* Your task *
Check every line below, and copy those that include "Creates".

START Supplied data

use crate::{OrderId, UserId};

/// Builder for constructing order queries.
///
/// Filters combine with AND. A `seller_id` filter is special: it selects
/// orders holding at least one of that seller's items and also restricts
/// each returned order's item list to that seller's items.
#[derive(Debug, Clone, Default, PartialEq, Eq)]
pub struct OrderQuery {
    /// Filter by owning buyer.
    pub buyer_id: Option<UserId>,

    /// Filter by seller, scoping the returned items.
    pub seller_id: Option<UserId>,

    /// Filter by a single order.
    pub order_id: Option<OrderId>,

    /// Maximum number of orders to return.
    pub limit: Option<usize>,

    /// Number of orders to skip.
    pub offset: Option<usize>,
}

impl OrderQuery {
    /// Creates a new empty query.
    pub fn new() -> Self {
        Self::default()
    }

    /// Creates a query for a buyer's orders.
    pub fn for_buyer(buyer_id: UserId) -> Self {
        Self {
            buyer_id: Some(buyer_id),
            ..Default::default()
        }
    }

    /// Creates a query for the orders a seller has to fulfill.
    pub fn for_seller(seller_id: UserId) -> Self {
        Self {
            seller_id: Some(seller_id),
            ..Default::default()
        }
    }

    /// Filters by order ID.
    pub fn order_id(mut self, order_id: OrderId) -> Self {
        self.order_id = Some(order_id);
        self
    }

    /// Filters by buyer.
    pub fn buyer_id(mut self, buyer_id: UserId) -> Self {
        self.buyer_id = Some(buyer_id);
        self
    }

    /// Limits the number of results.
    pub fn limit(mut self, limit: usize) -> Self {
        self.limit = Some(limit);
        self
    }

    /// Skips the first N results.
    pub fn offset(mut self, offset: usize) -> Self {
        self.offset = Some(offset);
        self
    }
}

END Supplied data

* Response below *
    /// Creates a new empty query.
    /// Creates a query for a buyer's orders.
    /// Creates a query for the orders a seller has to fulfill.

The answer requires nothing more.